Sing Out about
this UNsung Woman
June, 2022
Sponsored by ArtRoots,
a Writer in Residence Project
June 2022
Submitted by
By Natalie Chulew and Tom Rutkowski
“From her early days as a member of the Central American Solidarity Committee to her many years as a County Supervisor, Diane Lange has always led by example, and she hasn’t slowed down since,” writes Tom Rutkowsk. “To write of all that Diane has done for Racine would require many chapters. However, I know that recognizing her many contributions Diane has made many worthy causes is fitting and well deserved.
And Natalie Chulew writes, “In addition to collaborating with social justice groups, Diane draws on her experiences as a public health nurse and public school teacher to effectively gain access and respond to individuals’ needs with assistance from community organizations. She adeptly enlists friends and acquaintances from different backgrounds and ages, maximizing talents to build community strength, awareness and power. Diane embraces others with kindness, respect and gratitude.”

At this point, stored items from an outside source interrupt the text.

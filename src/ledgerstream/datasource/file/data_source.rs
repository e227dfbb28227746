//! File watcher data source adapter
//!
//! Presents a watched directory as a statement source with the same
//! batch-with-timeout consumption semantics as the broker adapter.

use async_trait::async_trait;
use log::{debug, error, info, warn};
use std::collections::{HashMap, VecDeque};
use std::sync::Arc;
use std::time::Duration;

use super::config::FileWatcherSourceConfig;
use super::lifecycle::FileLifecycleManager;
use super::reader::{read_statement_file, FileReadOutcome};
use super::watcher::DirectoryWatcher;
use crate::ledgerstream::datasource::batch::{BatchAssembler, RecordDrain};
use crate::ledgerstream::datasource::traits::DataSource;
use crate::ledgerstream::datasource::types::{
    DataSourceError, RawRecord, SourceKind, SourceStatus, StatusDetail,
};

/// Directory-backed statement source
pub struct FileWatcherDataSource {
    lifecycle: Arc<FileLifecycleManager>,
    assembler: BatchAssembler,
    watcher: Option<DirectoryWatcher>,
    /// Records from a file that straddled a batch boundary, served first on
    /// the next drain. The file itself is already archived.
    carryover: VecDeque<RawRecord>,
    records_consumed: u64,
    decode_errors: u64,
    connected: bool,
}

impl FileWatcherDataSource {
    pub fn new(config: FileWatcherSourceConfig) -> Result<Self, DataSourceError> {
        config.validate().map_err(DataSourceError::Configuration)?;
        config.ensure_directories().map_err(|e| {
            DataSourceError::Configuration(format!(
                "Cannot create source directories under {}: {}",
                config.input_dir.display(),
                e
            ))
        })?;

        let assembler = BatchAssembler::new(config.poll_interval);
        let lifecycle = Arc::new(FileLifecycleManager::new(config)?);
        info!(
            "Initialized file watcher source for directory: {}",
            lifecycle.config().input_dir.display()
        );

        Ok(Self {
            lifecycle,
            assembler,
            watcher: None,
            carryover: VecDeque::new(),
            records_consumed: 0,
            decode_errors: 0,
            connected: false,
        })
    }

    pub fn from_properties(props: &HashMap<String, String>) -> Result<Self, DataSourceError> {
        Self::new(FileWatcherSourceConfig::from_properties(props))
    }

    pub fn config(&self) -> &FileWatcherSourceConfig {
        self.lifecycle.config()
    }
}

#[async_trait]
impl RecordDrain for FileWatcherDataSource {
    /// Drain whatever is queued right now: carryover first, then queued
    /// files in detection order. Never waits for new files to appear.
    async fn drain_ready(&mut self, limit: usize, _wait: Duration) -> Vec<RawRecord> {
        let mut out = Vec::new();

        while out.len() < limit {
            if let Some(record) = self.carryover.pop_front() {
                out.push(record);
                continue;
            }

            let Some(pending) = self.lifecycle.dequeue_next() else {
                break;
            };

            match read_statement_file(&pending.path) {
                FileReadOutcome::Records(records) => {
                    self.records_consumed += records.len() as u64;
                    for record in records {
                        if out.len() < limit {
                            out.push(record);
                        } else {
                            self.carryover.push_back(record);
                        }
                    }
                    self.lifecycle.archive(&pending.path);
                }
                FileReadOutcome::Gone => {
                    warn!("File no longer exists: {}", pending.path.display());
                }
                FileReadOutcome::Malformed(reason) => {
                    self.decode_errors += 1;
                    error!("Invalid content in file {}: {}", pending.path.display(), reason);
                    self.lifecycle.quarantine(&pending.path, &reason);
                }
            }
        }

        out
    }
}

#[async_trait]
impl DataSource for FileWatcherDataSource {
    async fn connect(&mut self) -> bool {
        if self.connected {
            warn!("File watcher is already connected");
            return true;
        }

        if let Err(e) = self.lifecycle.config().ensure_directories() {
            error!("Failed to start file watcher: {}", e);
            return false;
        }

        let process_existing = self.lifecycle.config().process_existing;
        if process_existing {
            self.lifecycle.scan_existing().await;
        }

        self.watcher = Some(DirectoryWatcher::start(
            Arc::clone(&self.lifecycle),
            !process_existing,
        ));
        self.connected = true;
        info!(
            "File watcher started for directory: {}",
            self.lifecycle.config().input_dir.display()
        );
        true
    }

    async fn consume_batch(
        &mut self,
        batch_size: usize,
        timeout: Duration,
    ) -> Result<Vec<RawRecord>, DataSourceError> {
        if !self.connected && !self.connect().await {
            return Err(DataSourceError::Connection(
                "Failed to establish file watcher connection".to_string(),
            ));
        }

        let assembler = self.assembler.clone();
        let records = assembler.assemble(self, batch_size, timeout).await;
        debug!("Consumed batch of {} records from files", records.len());
        Ok(records)
    }

    async fn close(&mut self) {
        if let Some(mut watcher) = self.watcher.take() {
            watcher.stop();
        }
        if self.connected {
            self.connected = false;
            info!("File watcher stopped");
        }
    }

    fn status(&self) -> SourceStatus {
        let config = self.lifecycle.config();
        let stats = self.lifecycle.statistics();
        SourceStatus {
            connected: self.connected,
            kind: SourceKind::FileWatcher,
            records_consumed: self.records_consumed,
            decode_errors: self.decode_errors,
            detail: StatusDetail::FileWatcher {
                queue_depth: stats.queue_depth,
                input_files_pending: stats.input_files_pending,
                archived_files: stats.archived_files,
                error_files: stats.error_files,
                input_dir: config.input_dir.clone(),
                archive_dir: config.archive_dir.clone(),
                error_dir: config.error_dir.clone(),
            },
        }
    }
}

Most recently, Diane was a part of an effort led by a statewide group called Building Unity, an effort to raise awareness to extend the Line 5 Enbridge tar sands pipeline close to tribal territories in Northern Wisconsin. Diane took a leadership role in planning eight weekly events that drew attention to indigenous rights, climate change and protection of waters. Each event drew large groups in attendance and received considerable attention in local media. Planning and organizing such events takes a lot of work behind-the-scenes. Like all of the initiatives she’s led, Diane was tireless in her efforts to make sure that the event went as planned and caused people to think of an issue that previously did not get much attention.

Diane is the leader of the social justice committee at Olympia Brown Unitarian Universalist Church raising funds to sponsor immigrant families in Racine and in organizing a supportive group to help ease the transition to a new community. Diane has also been active in recruiting gardeners for the Racine Urban Garden Network, cultivating diversity; fresh, local foods and gardening know-how.
Diane Lange deserves to be one among those women who have made a difference.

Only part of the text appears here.